As the summer wears on, the petals will drop off to be replaced by the seedpod, the rosehip.

Two dog rose flowers with pink petals
Dog-rose flowers. © Clara Nila/Getty

Round, red and quite hard, these sweet little pods make the most amazing syrup. Their vibrant colour comes from lycopene and beta carotene, the same chemicals which make tomatoes red and carrots orange respectively.

Weight for weight, rosehips have over 20 times more vitamin C than oranges, and contain many other nutrients.

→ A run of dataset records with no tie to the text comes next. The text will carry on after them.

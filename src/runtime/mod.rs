//! Support code imported by generated bindings.
//!
//! Every generated domain file imports this module as `rt`. The compiler
//! itself never calls into it; it fixes the shapes generated code is
//! written against.
//!
//! # Modules
//!
//! | Module | Description |
//! |--------|-------------|
//! | `command` | [`Command`] and [`Transport`] seams, codec helpers |
//! | `latch` | Single-use completion signal for blocking handles |
//! | `error` | [`ProtocolError`] |
//! | `message` | Wire envelopes |
//! | `dispatcher` | Correlation and event routing over a text-frame connection |
//!
//! # Example
//!
//! ```ignore
//! use std::sync::Arc;
//! use devtools_protogen::runtime::Dispatcher;
//!
//! let dispatcher = Arc::new(Dispatcher::new(Box::new(move |frame| socket.send_text(frame))));
//! let root = bindings::v1_3::get_document(GetDocumentParams { depth: None }, &*dispatcher)?;
//! ```

// ============================================================================
// Submodules
// ============================================================================

/// Command and transport traits.
pub mod command;

/// Request correlation over a text-frame connection.
pub mod dispatcher;

/// Protocol errors.
pub mod error;

/// Completion latch.
pub mod latch;

/// Wire envelopes.
pub mod message;

// ============================================================================
// Re-exports
// ============================================================================

pub use command::{Command, DEFAULT_COMMAND_TIMEOUT, EventSink, Transport, decode, encode};
pub use dispatcher::{DEFAULT_MAX_PENDING, Dispatcher, FrameWriter};
pub use error::ProtocolError;
pub use latch::Latch;
pub use message::{Incoming, Message, Request};
//! Builder pattern for compiler configuration.
//!
//! Provides a fluent API for configuring and creating [`Compiler`] instances.
//!
//! # Example
//!
//! ```no_run
//! use devtools_protogen::Compiler;
//!
//! # fn example() -> devtools_protogen::Result<()> {
//! let compiler = Compiler::builder()
//!     .output_dir("src/bindings")
//!     .include_experimental(false)
//!     .build()?;
//! # Ok(())
//! # }
//! ```

// ============================================================================
// Imports
// ============================================================================

use std::path::PathBuf;

use crate::error::{Error, Result};

use super::core::Compiler;
use super::options::{CompilerOptions, FormatterOptions};

// ============================================================================
// CompilerBuilder
// ============================================================================

/// Builder for configuring a [`Compiler`] instance.
///
/// Use [`Compiler::builder()`] to create a new builder.
#[derive(Debug, Default, Clone)]
pub struct CompilerBuilder {
    /// Root directory version directories are created in.
    output_dir: Option<PathBuf>,
    /// Emission settings.
    options: CompilerOptions,
}

// ============================================================================
// CompilerBuilder Implementation
// ============================================================================

impl CompilerBuilder {
    /// Creates a new builder with default options and no output directory.
    #[inline]
    #[must_use]
    pub fn new() -> Self {
        Self::default()
    }

    /// Sets the root output directory.
    #[inline]
    #[must_use]
    pub fn output_dir(mut self, path: impl Into<PathBuf>) -> Self {
        self.output_dir = Some(path.into());
        self
    }

    /// Sets whether experimental domains and declarations are emitted.
    #[inline]
    #[must_use]
    pub fn include_experimental(mut self, include: bool) -> Self {
        self.options.include_experimental = include;
        self
    }

    /// Sets the module path generated files import the runtime from.
    #[inline]
    #[must_use]
    pub fn runtime_path(mut self, path: impl Into<String>) -> Self {
        self.options.runtime_path = path.into();
        self
    }

    /// Sets the formatter run on every written file.
    #[inline]
    #[must_use]
    pub fn formatter(mut self, formatter: FormatterOptions) -> Self {
        self.options.formatter = Some(formatter);
        self
    }

    /// Disables formatting.
    #[inline]
    #[must_use]
    pub fn no_formatter(mut self) -> Self {
        self.options.formatter = None;
        self
    }

    /// Replaces all options at once.
    #[inline]
    #[must_use]
    pub fn options(mut self, options: CompilerOptions) -> Self {
        self.options = options;
        self
    }

    /// Builds the compiler with validation.
    ///
    /// Locates the formatter; a missing formatter is logged, not an error.
    ///
    /// # Errors
    ///
    /// - [`Error::Config`] if the output directory is not set
    /// - [`Error::Config`] if the options are invalid
    pub fn build(self) -> Result<Compiler> {
        let output_dir = self.validate_output_dir()?;
        self.options.validate().map_err(Error::config)?;

        Ok(Compiler::new(output_dir, self.options))
    }
}

// ============================================================================
// Validation
// ============================================================================

impl CompilerBuilder {
    /// Validates the output directory configuration.
    fn validate_output_dir(&self) -> Result<PathBuf> {
        let output_dir = self.output_dir.clone().ok_or_else(|| {
            Error::config(
                "Output directory is required. Use .output_dir() to set it.\n\
                 Example: Compiler::builder().output_dir(\"src/bindings\")",
            )
        })?;

        if output_dir.as_os_str().is_empty() {
            return Err(Error::config("Output directory must not be empty"));
        }

        if output_dir.is_file() {
            return Err(Error::config(format!(
                "Output path is a file: {}",
                output_dir.display()
            )));
        }

        Ok(output_dir)
    }
}

// ============================================================================
// Tests
// ============================================================================
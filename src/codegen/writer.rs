//! Indentation-aware text buffer for generated source.

// ============================================================================
// Imports
// ============================================================================

use std::sync::LazyLock;

use regex::Regex;

// ============================================================================
// Constants
// ============================================================================

const INDENT: &str = "    ";

/// Markup the protocol embeds in descriptions.
static CODE_TAG: LazyLock<Regex> =
    LazyLock::new(|| Regex::new(r"</?code>").expect("valid code tag pattern"));

// ============================================================================
// CodeWriter
// ============================================================================

/// Line-oriented source buffer.
#[derive(Debug, Default)]
pub struct CodeWriter {
    buf: String,
    depth: usize,
}

impl CodeWriter {
    #[inline]
    #[must_use]
    pub fn new() -> Self {
        Self::default()
    }

    /// Appends one line at the current indentation.
    pub fn line(&mut self, text: impl AsRef<str>) {
        let text = text.as_ref();
        if !text.is_empty() {
            for _ in 0..self.depth {
                self.buf.push_str(INDENT);
            }
            self.buf.push_str(text);
        }
        self.buf.push('\n');
    }

    /// Appends an empty line.
    #[inline]
    pub fn blank(&mut self) {
        self.buf.push('\n');
    }

    /// Writes `header {`, the body one level deeper, then `}` + `close`.
    pub fn block(&mut self, header: impl AsRef<str>, close: &str, body: impl FnOnce(&mut Self)) {
        self.line(format!("{} {{", header.as_ref()));
        self.depth += 1;
        body(self);
        self.depth -= 1;
        self.line(format!("}}{close}"));
    }

    /// Writes `header`, the body one level deeper, then `close`, with no
    /// braces of its own. Used for multi-line call arguments.
    pub fn indented(&mut self, header: impl AsRef<str>, close: &str, body: impl FnOnce(&mut Self)) {
        self.line(header);
        self.depth += 1;
        body(self);
        self.depth -= 1;
        self.line(close);
    }

    /// Writes `///` doc lines for a schema description.
    ///
    /// Experimental declarations get a trailing marker paragraph.
    pub fn doc(&mut self, description: Option<&str>, experimental: bool) {
        self.doc_with("///", description, experimental);
    }

    /// Writes `//!` doc lines describing the enclosing module.
    pub fn inner_doc(&mut self, description: Option<&str>, experimental: bool) {
        self.doc_with("//!", description, experimental);
    }

    fn doc_with(&mut self, prefix: &str, description: Option<&str>, experimental: bool) {
        let mut wrote = false;
        if let Some(description) = description.filter(|d| !d.trim().is_empty()) {
            for line in sanitize_description(description).lines() {
                let line = line.trim_end();
                if line.is_empty() {
                    self.line(prefix);
                } else {
                    self.line(format!("{prefix} {line}"));
                }
            }
            wrote = true;
        }
        if experimental {
            if wrote {
                self.line(prefix);
            }
            self.line(format!("{prefix} **Experimental.**"));
        }
    }

    /// Returns the text written so far.
    #[inline]
    #[must_use]
    pub fn as_str(&self) -> &str {
        &self.buf
    }

    /// Consumes the writer and returns its text.
    #[inline]
    #[must_use]
    pub fn finish(self) -> String {
        self.buf
    }
}

// ============================================================================
// Helpers
// ============================================================================

/// Strips inline markup from a description.
#[must_use]
pub fn sanitize_description(description: &str) -> String {
    CODE_TAG.replace_all(description, "").into_owned()
}

/// Renders a Rust string literal for `value`.
#[inline]
#[must_use]
pub fn string_literal(value: &str) -> String {
    format!("{value:?}")
}

// ============================================================================
// Tests
// ============================================================================
impl rt::Command for CountNodesCommand {
    fn name(&self) -> &'static str {
        "A.countNodes"
    }

    fn params(&self) -> Result<Option<Box<RawValue>>, rt::ProtocolError> {
        Ok(None)
    }

    fn done(&self, response: Result<&RawValue, rt::ProtocolError>) {
        match response.and_then(rt::decode::<CountNodesResult>) {
            Ok(result) => *self.result.lock() = Some(result),
            Err(err) => *self.err.lock() = Some(err),
        }
        self.latch.release();
    }
}

pub fn count_nodes(transport: &dyn rt::Transport) -> Result<CountNodesResult, rt::ProtocolError> {
    let command = CountNodesCommand::new();
    command.run(transport)?;
    command.take_result().ok_or(rt::ProtocolError::MissingResult)
}

/// Completion callback for `A.countNodes`.
pub type CountNodesCallback = Box<dyn FnOnce(Result<CountNodesResult, rt::ProtocolError>) + Send>;

/// Callback handle for `A.countNodes`.
pub struct AsyncCountNodesCommand {
    callback: Mutex<Option<CountNodesCallback>>,
}

impl AsyncCountNodesCommand {
    pub fn new(callback: Option<CountNodesCallback>) -> Arc<Self> {
        Arc::new(Self {
            callback: Mutex::new(callback),
        })
    }

    /// Submits the command without waiting for the response.
    pub fn submit(self: &Arc<Self>, transport: &dyn rt::Transport) {
        transport.submit(Arc::clone(self) as Arc<dyn rt::Command>);
    }
}

impl rt::Command for AsyncCountNodesCommand {
    fn name(&self) -> &'static str {
        "A.countNodes"
    }

    fn params(&self) -> Result<Option<Box<RawValue>>, rt::ProtocolError> {
        Ok(None)
    }

    fn done(&self, response: Result<&RawValue, rt::ProtocolError>) {
        let outcome = response.and_then(rt::decode::<CountNodesResult>);
        let callback = self.callback.lock().take();
        match callback {
            Some(callback) => callback(outcome),
            None => {
                if let Err(err) = outcome {
                    warn!(method = "A.countNodes", error = %err, "Command failed without callback");
                }
            }
        }
    }
}

#[derive(Debug, Clone, Serialize, Deserialize)]
pub struct DocumentUpdatedEvent {}

/// Registers `callback` for `A.documentUpdated` notifications.
///
/// Payloads that fail to decode are logged and dropped.
pub fn on_document_updated<F>(transport: &dyn rt::Transport, callback: F) where F: Fn(DocumentUpdatedEvent) + Send + Sync + 'static {
    transport.add_event_sink(
        "A.documentUpdated",
        Box::new(move |params: &RawValue| match rt::decode::<DocumentUpdatedEvent>(params) {
            Ok(event) => callback(event),
            Err(err) => warn!(event = "A.documentUpdated", error = %err, "Dropping malformed event"),
        }),
    );
}

#[derive(Debug, Clone, Serialize, Deserialize)]
pub struct NodeChangedEvent {
    #[serde(rename = "node")]
    pub node: Box<ANode>,
}

/// Registers `callback` for `A.nodeChanged` notifications.
///
/// Payloads that fail to decode are logged and dropped.
pub fn on_node_changed<F>(transport: &dyn rt::Transport, callback: F) where F: Fn(NodeChangedEvent) + Send + Sync + 'static {
    transport.add_event_sink(
        "A.nodeChanged",
        Box::new(move |params: &RawValue| match rt::decode::<NodeChangedEvent>(params) {
            Ok(event) => callback(event),
            Err(err) => warn!(event = "A.nodeChanged", error = %err, "Dropping malformed event"),
        }),
    );
}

If you fancy doing more foraging, head over to our foraging hub for advice on sustainable foraging, the best foraging books and recipe ideas including how to make sloe gin, how to make fruit balsamic vinegar and how to make hazelnut butter.

Rosehips. © Claire Plumridge/Getty

When to pick rosehips

Typically, rosehips are left on the bush until after the first frost which helps them to ripen, making them slightly softer and sweeter. However, they should be harvested before a hard frost and any shrivelled ones left for the birds and any other wildlife.

Why do rosehips have irritating hairs?

Rosehips may be small and mighty, packing a nutritious punch but they also have irritating hairs in their fleshy, seed containing centre. Seemingly innocuous, these itch inducing hairs have traditionally been used in itching powders.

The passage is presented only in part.